Wednesday, February 8, 2017

Inspirational Dream





Booming voice: ...... MR. GET FIT!


Richard: Thata' be me... What's up?

Booming voice: Do you choose
life or do you choose death?

Richard: I, uh, choose life.

Booming voice: You choose life, huh?
Well, good choice!
 You'd be surprised
though that most people choose death.

In order to save your life I need YOU to
work for me.
I need YOU to give hope to
those people who would normally choose
death.
I need YOU to fulfill that mitzvah
[Commandment] and do chesed [kindness]
for them.
I need YOU to form a non-profit
volunteer group and like an army march to
do kindness for stroke survivors and people
with brain injuries.
I know that you're the
only one in the whole world that's qualified
to do this.

Richard: ME? Qualified? I'm just a nothing!
A nobody! I'm not a big chashuv [important]
Rabbi. I'm not that frum [pious]. I'm not such
a scholar!

Booming voice: Look my son, when you wake
up, go down to your basement and sit down
in your "man office". I want you to gaze around
and look around this room. In this room you
have all those plaques and diplomas. That is
your resume. It will be apparent why I chose you.

I woke up... I could feel this powerful surge of
energy flowing through my body! I had this new
energy, enthusiasm and excitement that I hadn't felt
 for years. And then suddenly I realized that having a
stroke was one of the biggest brachas [blessings] that
I've ever had in my life. This gives me the opportunity
to have something that I've always dreamt of having.
 A PASSION. A MISSION. A mission is what makes
people happy. That passion for doing a
mitzvah [commandment] is what gives you a purpose
for living. Why?
Because you are doing what you were meant to do.

I now had that purpose and felt supercharged.
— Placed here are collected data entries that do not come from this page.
//! Effective-dated hourly rate resolution.
//!
//! The store returns the rate history in no particular order. [`RateHistory`]
//! sorts it once by `(effective_from, sequence)` so that every lookup is a
//! binary search.

use chrono::NaiveDate;
use rust_decimal::Decimal;
use tracing::trace;

use crate::models::HourlyRate;

/// A rate history entry reduced to the fields resolution needs.
#[derive(Debug, Clone, Copy, PartialEq, Eq)]
pub struct RateEntry {
    /// Currency units per hour.
    pub rate: Decimal,
    /// First day the rate applies.
    pub effective_from: NaiveDate,
    /// Insertion order; higher wins among entries sharing `effective_from`.
    pub sequence: u64,
}

impl From<&HourlyRate> for RateEntry {
    fn from(rate: &HourlyRate) -> Self {
        Self {
            rate: rate.rate,
            effective_from: rate.effective_from,
            sequence: rate.sequence,
        }
    }
}

/// A rate history sorted for lookup.
///
/// # Example
///
/// ```
/// use wage_ledger::calculation::{RateEntry, RateHistory};
/// use chrono::NaiveDate;
/// use rust_decimal::Decimal;
///
/// let date = |y, m, d| NaiveDate::from_ymd_opt(y, m, d).unwrap();
/// let history = RateHistory::new(vec![
///     RateEntry { rate: Decimal::from(1200), effective_from: date(2024, 1, 1), sequence: 2 },
///     RateEntry { rate: Decimal::from(1000), effective_from: date(2023, 1, 1), sequence: 1 },
/// ]);
///
/// let fallback = Decimal::from(900);
/// assert_eq!(history.rate_for_date(date(2023, 6, 1), fallback), Decimal::from(1000));
/// assert_eq!(history.rate_for_date(date(2024, 6, 1), fallback), Decimal::from(1200));
/// assert_eq!(history.rate_for_date(date(2022, 1, 1), fallback), fallback);
/// ```
#[derive(Debug, Clone, Default, PartialEq, Eq)]
pub struct RateHistory {
    entries: Vec<RateEntry>,
}

impl RateHistory {
    /// Builds a history from entries in any order.
    pub fn new(entries: impl IntoIterator<Item = RateEntry>) -> Self {
        let mut entries: Vec<RateEntry> = entries.into_iter().collect();
        entries.sort_by_key(|e| (e.effective_from, e.sequence));
        Self { entries }
    }

    /// Builds a history from stored rate records.
    pub fn from_rates(rates: &[HourlyRate]) -> Self {
        Self::new(rates.iter().map(RateEntry::from))
    }

    /// Entries sorted oldest first.
    pub fn entries(&self) -> &[RateEntry] {
        &self.entries
    }

    /// Returns `true` if the history has no entries.
    pub fn is_empty(&self) -> bool {
        self.entries.is_empty()
    }

    /// The entry in effect on `date`, if any.
    ///
    /// This is the entry with the latest `effective_from` not after `date`;
    /// among entries sharing that date, the one inserted last.
    pub fn applicable(&self, date: NaiveDate) -> Option<&RateEntry> {
        let end = self.entries.partition_point(|e| e.effective_from <= date);
        end.checked_sub(1).map(|i| &self.entries[i])
    }

    /// The rate in effect on `date`, or `fallback` when no entry applies.
    pub fn rate_for_date(&self, date: NaiveDate, fallback: Decimal) -> Decimal {
        match self.applicable(date) {
            Some(entry) => entry.rate,
            None => {
                trace!(%date, %fallback, "No applicable rate entry; using fallback");
                fallback
            }
        }
    }
}

/// Resolves the rate in effect on `date` from an unordered rate list.
///
/// Convenience wrapper over [`RateHistory`] for one-off lookups; callers
/// resolving many dates should build the history once.
pub fn rate_for_date(history: &[HourlyRate], date: NaiveDate, fallback: Decimal) -> Decimal {
    RateHistory::from_rates(history).rate_for_date(date, fallback)
}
Today, my purpose is to go out as a "superstar" stroke
survivor and help other stroke survivors and those with
 head injuries. My mission is to form an army, to get
other people to do the same thing: Stroke and head
injury survivors helping each other. Only superstar stroke
 survivors understand what it's really like. People who
have never had a stroke can't understand how it feels.
Superstar stroke survivors would be like the special
forces and they would be the ones to go in and rescue
the people from their despair and give them hope and
show them and inspire them of what the possibilities
are and show them what they can do as their example
as role models, and those who aren't survivors can still
make a contribution of bringing sunshine and reinforcing
some of the things that the special forces do.
I still needed a name for this group but I wasn't sure
yet what it should be called.

I decided to go down to my basement and think
things over. I was so excited and enthusiastic. I
hadn't felt this way in a long time. I felt like I just
had a revelation. No, I couldn't have!

"Revelations".....no, I don't think that's a Jewish thing.

"I saw the light"? Doesn't sound Jewish.

I don't think Jews do that anymore, right? It was only
in the biblical times, in the time of the navies [prophets]
 and I don't think that happens anymore. I have to call my
Rabbi son. He's an expert in Kabbalah and Chasiddus.

I'm going to have to ask him whether modern Jews, simple
regular Jews like me, can have a revelation.